Die Verbraucherzentrale Bundesverband sah hierin einen Verstoß gegen das Datenschutzrecht, und erhob letztlich Klage vor dem Berliner Landgericht. Mit Erfolg: Die Kammer verurteilte Apple, den Großteil der in der Datenschutzrichtlinie enthaltenen Klauseln zu entfernen (LG Berlin, Urteil v. 30.4.2013, Az. 15 O 92/12). Nach Ansicht der Richter waren diese nicht mit der damals geltenden EU-Datenschutzrichtlinie als Vorgänger der DSGVO vereinbar.

Das Kammergericht in Berlin hat in einem aktuellen Urteil nun entschieden, dass sich die Datenschutzrichtlinie aus dem Jahre 2011 auch an der nun in Kraft getretenen DSGVO messen lassen muss (Kammergericht, Urteil v. 27.12.2018, Az. 23 U 196/13). So handele es sich bei der Richtlinie um allgemeine Geschäftsbedingungen. Solche dürfen wiederum gemäß § 307 Abs. 1 S. 1 i.V.m. Abs. 2 Nr. 1 BGB den Verbraucher nicht unangemessen benachteiligen. Eine solche Benachteiligung ergebe sich aber aus dem Umstand, dass die betreffenden Passagen mit Artikel 6 Abs. 1 der DSGVO unvereinbar seien.
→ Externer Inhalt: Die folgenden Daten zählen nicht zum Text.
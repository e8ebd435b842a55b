//! Statische Rollen-Berechtigungs-Matrix
//!
//! Die Matrix ist zur Compile-Zeit fest. Unbekannte Rollen und unbekannte
//! Berechtigungen ergeben immer `false`.

/// Namen aller Berechtigungen
pub mod berechtigungen {
    pub const CREATE_PRODUCTS: &str = "create_products";
    pub const READ_PRODUCTS: &str = "read_products";
    pub const UPDATE_PRODUCTS: &str = "update_products";
    pub const DELETE_PRODUCTS: &str = "delete_products";
    pub const READ_USERS: &str = "read_users";
    pub const CREATE_USERS: &str = "create_users";
    pub const UPDATE_USERS: &str = "update_users";
    pub const DELETE_USERS: &str = "delete_users";
    pub const CREATE_ADMINS: &str = "create_admins";
    pub const READ_ADMINS: &str = "read_admins";
    pub const UPDATE_ADMINS: &str = "update_admins";
    pub const DELETE_ADMINS: &str = "delete_admins";
    pub const READ_ORDERS: &str = "read_orders";
    pub const UPDATE_ORDERS: &str = "update_orders";

    /// Alle bekannten Berechtigungen
    pub const ALLE: &[&str] = &[
        CREATE_PRODUCTS,
        READ_PRODUCTS,
        UPDATE_PRODUCTS,
        DELETE_PRODUCTS,
        READ_USERS,
        CREATE_USERS,
        UPDATE_USERS,
        DELETE_USERS,
        CREATE_ADMINS,
        READ_ADMINS,
        UPDATE_ADMINS,
        DELETE_ADMINS,
        READ_ORDERS,
        UPDATE_ORDERS,
    ];
}

use berechtigungen::*;

const SUPER_ADMIN: &str = "super_admin";

const ADMIN_BERECHTIGUNGEN: &[&str] = &[
    CREATE_PRODUCTS,
    READ_PRODUCTS,
    UPDATE_PRODUCTS,
    DELETE_PRODUCTS,
    READ_USERS,
    CREATE_USERS,
    UPDATE_USERS,
    READ_ORDERS,
    UPDATE_ORDERS,
];

const SUPER_ADMIN_BERECHTIGUNGEN: &[&str] = &[
    CREATE_PRODUCTS,
    READ_PRODUCTS,
    UPDATE_PRODUCTS,
    DELETE_PRODUCTS,
    READ_USERS,
    CREATE_USERS,
    UPDATE_USERS,
    DELETE_USERS,
    CREATE_ADMINS,
    READ_ADMINS,
    UPDATE_ADMINS,
    DELETE_ADMINS,
    READ_ORDERS,
    UPDATE_ORDERS,
];

/// Rolle -> erlaubte Berechtigungen
const MATRIX: &[(&str, &[&str])] = &[
    ("admin", ADMIN_BERECHTIGUNGEN),
    (SUPER_ADMIN, SUPER_ADMIN_BERECHTIGUNGEN),
];

/// Berechtigungen einer Rolle; leer fuer unbekannte Rollen
pub fn berechtigungen_fuer(rolle: &str) -> &'static [&'static str] {
    MATRIX
        .iter()
        .find(|(r, _)| *r == rolle)
        .map(|(_, b)| *b)
        .unwrap_or(&[])
}

/// Prueft ob eine Rolle eine Berechtigung besitzt
pub fn darf_ausfuehren(rolle: &str, berechtigung: &str) -> bool {
    berechtigungen_fuer(rolle).contains(&berechtigung)
}

/// Exakter Vergleich mit der Rolle "super_admin"
pub fn ist_super_admin(rolle: &str) -> bool {
    rolle == SUPER_ADMIN
}
//! shopwerk-core – Gemeinsame Typen
//!
//! Principal-Art, Administrator-Rolle und die passwortfreie
//! Aussendarstellung von Kunden und Administratoren. Wird von allen anderen
//! Shopwerk-Crates genutzt.

pub mod principal;
pub mod types;

// Re-Exporte fuer bequemen Zugriff
pub use principal::{Administrator, Kunde, Principal};
pub use types::{AdminRolle, PrincipalArt};
//! SQLite-Backend-Implementierungen fuer alle Repository-Traits

pub mod administrators;
pub mod customers;
pub mod pool;
pub mod sessions;

pub use pool::SqliteDb;
//! Structured Logging Setup via tracing-subscriber
//!
//! Konfigurierbar per Umgebungsvariable:
//! - `SHOP_LOG_LEVEL`: Filter-Direktive (z.B. `info` oder `shopwerk_auth=debug`), Standard: info
//! - `SHOP_LOG_FORMAT`: Format (text/json), Standard: text
//!
//! Die Umgebungsvariablen haben Vorrang vor den Werten aus der Konfigurationsdatei.

use tracing_subscriber::{fmt, EnvFilter};

/// Initialisiert das Logging-System.
///
/// Ein zweiter Aufruf (z.B. in Tests) ist wirkungslos.
pub fn logging_initialisieren(level: &str, format: &str) {
    let filter = EnvFilter::try_from_env("SHOP_LOG_LEVEL")
        .or_else(|_| EnvFilter::try_new(level))
        .unwrap_or_else(|_| EnvFilter::new("info"));

    let format_env = std::env::var("SHOP_LOG_FORMAT").unwrap_or_else(|_| format.to_string());

    let ergebnis = match format_env.as_str() {
        "json" => fmt()
            .json()
            .with_env_filter(filter)
            .with_target(true)
            .with_thread_ids(true)
            .with_current_span(true)
            .try_init(),
        _ => fmt().with_env_filter(filter).with_target(true).try_init(),
    };

    if ergebnis.is_err() {
        tracing::debug!("Logging war bereits initialisiert");
    }
}

/// Validiert ob ein Log-Level-String gueltig ist.
pub fn log_level_gueltig(level: &str) -> bool {
    matches!(level, "trace" | "debug" | "info" | "warn" | "error")
}

/// Validiert ob ein Log-Format-String gueltig ist.
pub fn log_format_gueltig(format: &str) -> bool {
    matches!(format, "text" | "json")
}

#[cfg(test)]
mod tests {
    use super::*;

    #[test]
    fn log_level_gueltige_werte() {
        for level in ["trace", "debug", "info", "warn", "error"] {
            assert!(log_level_gueltig(level), "{level} sollte gueltig sein");
        }
    }

    #[test]
    fn log_level_ungueltige_werte() {
        assert!(!log_level_gueltig("verbose"));
        assert!(!log_level_gueltig("INFO")); // Gross-/Kleinschreibung
        assert!(!log_level_gueltig(""));
    }

    #[test]
    fn log_format_werte() {
        assert!(log_format_gueltig("text"));
        assert!(log_format_gueltig("json"));
        assert!(!log_format_gueltig("xml"));
        assert!(!log_format_gueltig("JSON"));
    }

    #[test]
    fn doppelte_initialisierung_ist_wirkungslos() {
        logging_initialisieren("warn", "text");
        logging_initialisieren("debug", "json");
    }
}
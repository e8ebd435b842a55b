//! Passwort-Hashing mit Argon2id
//!
//! Der Arbeitsaufwand (Speicher, Iterationen, Parallelismus) kommt aus der
//! Konfiguration und wird beim Erstellen des Hashers einmal validiert.
//! Hashen und Verifizieren sind CPU-lastig; die `_async`-Varianten laufen
//! auf dem Blocking-Pool von tokio.

use std::sync::Arc;

use argon2::{
    password_hash::{rand_core::OsRng, PasswordHash, PasswordHasher, PasswordVerifier, SaltString},
    Algorithm, Argon2, Params, Version,
};

use crate::error::{AuthError, AuthResult};

/// Klartext fuer den Vergleichs-Hash bei unbekannten E-Mails
const DUMMY_PASSWORT: &str = "shopwerk::kein-konto";

/// Argon2id-Arbeitsaufwand
#[derive(Debug, Clone, Copy, PartialEq, Eq)]
pub struct HashParameter {
    /// Speicher in KiB
    pub speicher_kib: u32,
    /// Anzahl Iterationen
    pub iterationen: u32,
    /// Parallelismus (Lanes)
    pub parallelitaet: u32,
}

impl Default for HashParameter {
    /// OWASP-Empfehlung: 64 MiB, 3 Iterationen, 1 Lane
    fn default() -> Self {
        Self {
            speicher_kib: 64 * 1024,
            iterationen: 3,
            parallelitaet: 1,
        }
    }
}

/// Argon2id-Hasher mit festem Arbeitsaufwand
#[derive(Clone)]
pub struct PasswortHasher {
    params: Params,
    dummy_hash: Arc<str>,
}

impl PasswortHasher {
    /// Erstellt einen Hasher; schlaegt bei ungueltigen Parametern fehl
    pub fn neu(parameter: HashParameter) -> AuthResult<Self> {
        let params = Params::new(
            parameter.speicher_kib,
            parameter.iterationen,
            parameter.parallelitaet,
            None,
        )
        .map_err(|e| AuthError::Konfiguration(format!("Ungueltige Argon2-Parameter: {e}")))?;

        let mut hasher = Self {
            params,
            dummy_hash: Arc::from(""),
        };
        hasher.dummy_hash = Arc::from(hasher.hashen(DUMMY_PASSWORT)?);
        Ok(hasher)
    }

    fn argon2(&self) -> Argon2<'static> {
        Argon2::new(Algorithm::Argon2id, Version::V0x13, self.params.clone())
    }

    /// Hasht ein Passwort mit zufaelligem Salt und gibt den PHC-String zurueck
    pub fn hashen(&self, passwort: &str) -> AuthResult<String> {
        let salt = SaltString::generate(&mut OsRng);

        self.argon2()
            .hash_password(passwort.as_bytes(), &salt)
            .map(|hash| hash.to_string())
            .map_err(|e| AuthError::PasswortHashing(e.to_string()))
    }

    /// Verifiziert ein Passwort gegen einen PHC-Hash
    ///
    /// Ein nicht parsebarer Hash ergibt `false`.
    pub fn verifizieren(&self, passwort: &str, hash: &str) -> bool {
        let Ok(parsed) = PasswordHash::new(hash) else {
            tracing::warn!("Gespeicherter Passwort-Hash nicht parsebar");
            return false;
        };
        self.argon2()
            .verify_password(passwort.as_bytes(), &parsed)
            .is_ok()
    }

    /// Verifiziert gegen einen festen Hash, um die Laufzeit bei
    /// unbekannten Konten anzugleichen. Ergebnis ist immer `false`.
    pub fn gegen_dummy_verifizieren(&self, passwort: &str) -> bool {
        let _ = self.verifizieren(passwort, &self.dummy_hash);
        false
    }

    /// `hashen` auf dem Blocking-Pool
    pub async fn hashen_async(&self, passwort: String) -> AuthResult<String> {
        let hasher = self.clone();
        tokio::task::spawn_blocking(move || hasher.hashen(&passwort))
            .await
            .map_err(|e| AuthError::intern(format!("Hash-Task abgebrochen: {e}")))?
    }

    /// `verifizieren` auf dem Blocking-Pool; `None` prueft gegen den Dummy-Hash
    pub async fn verifizieren_async(
        &self,
        passwort: String,
        hash: Option<String>,
    ) -> AuthResult<bool> {
        let hasher = self.clone();
        tokio::task::spawn_blocking(move || match hash {
            Some(hash) => hasher.verifizieren(&passwort, &hash),
            None => hasher.gegen_dummy_verifizieren(&passwort),
        })
        .await
        .map_err(|e| AuthError::intern(format!("Verifikations-Task abgebrochen: {e}")))
    }
}

#[cfg(test)]
pub(crate) fn test_hasher() -> PasswortHasher {
    // Minimaler Aufwand, damit Tests schnell laufen
    PasswortHasher::neu(HashParameter {
        speicher_kib: 1024,
        iterationen: 1,
        parallelitaet: 1,
    })
    .expect("Test-Hasher")
}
Die Vorschrift in der Verordnung lautet:

(Artikel 6)

Rechtmäßigkeit der Verarbeitung

(1) Die Verarbeitung ist nur rechtmäßig, wenn mindestens eine der nachstehenden Bedingungen erfüllt ist:

a) Die betroffene Person hat ihre Einwilligung zu der Verarbeitung der sie       betreffenden personenbezogenen Daten für einen oder mehrere bestimmte Zwecke gegeben;

b) die Verarbeitung ist für die Erfüllung eines Vertrags, dessen Vertragspartei die betroffene Person ist, oder zur Durchführung vorvertraglicher Maßnahmen erforderlich, die auf Anfrage der betroffenen Person erfolgen;

Die fragliche Datenverarbeitung könne nicht mit Art. 6 Abs. 1 Nr. 1 b) DSGVO gerechtfertigt werden. Apple nutze eine solche lediglich zu internen Zwecken, der Produktverbesserung oder zu Werbezwecken. Für die effektive Vertragserfüllung sei eine derartige Verwendung allerdings nicht erforderlich. Dies gelte gleichermaßen für Informationen zum Standort des Kunden. Apple gebrauche diese lediglich, um weitere Produkte anzubieten oder zu verbessern, aber gerade nicht, um bereits erstandene Ware zur Verfügung zu stellen.

Schließlich stimme der Käufer auch nicht wirksam der Verarbeitung seiner Daten im Sinne des Art. 6 Abs. 1 Nr. 1 a) DSGVO zu, da die Apple-Richtlinie lediglich eine einseitige Verlautbarung sei. Eine solche ersetze aber keine datenschutzrechtliche Einwilligung. Hierfür sei stets eine freiwillige, informierte und eindeutige Handlung (beispielsweise durch Setzen eines Häkchens) erforderlich.

Fazit

Das Urteil zeigt: Auch ältere Bestimmungen zum Datenschutz, denen der Käufer zustimmen soll, müssen sich an der aktuellen Rechtslage messen lassen. Demnach dürfen persönliche Daten nur verarbeitet werden, wenn dies für die Vertragserfüllung erforderlich ist, sprich für die Funktionalität des jeweiligen Angebots unabdingbar. Vereinfacht gesagt: Wird ein Nutzer bei der Installation von WhatsApp aufgefordert, der Verarbeitung von Angaben zu seinem Lieblings-Fallobst zuzustimmen, ist dies unzulässig. Anders verhält es sich freilich mit Informationen wie der eigenen Telefonnummer. Vorschriften wie Artikel 6 der DSGVO zeigen also, dass die Verordnung durchaus sinnvolle Aspekte bereithält.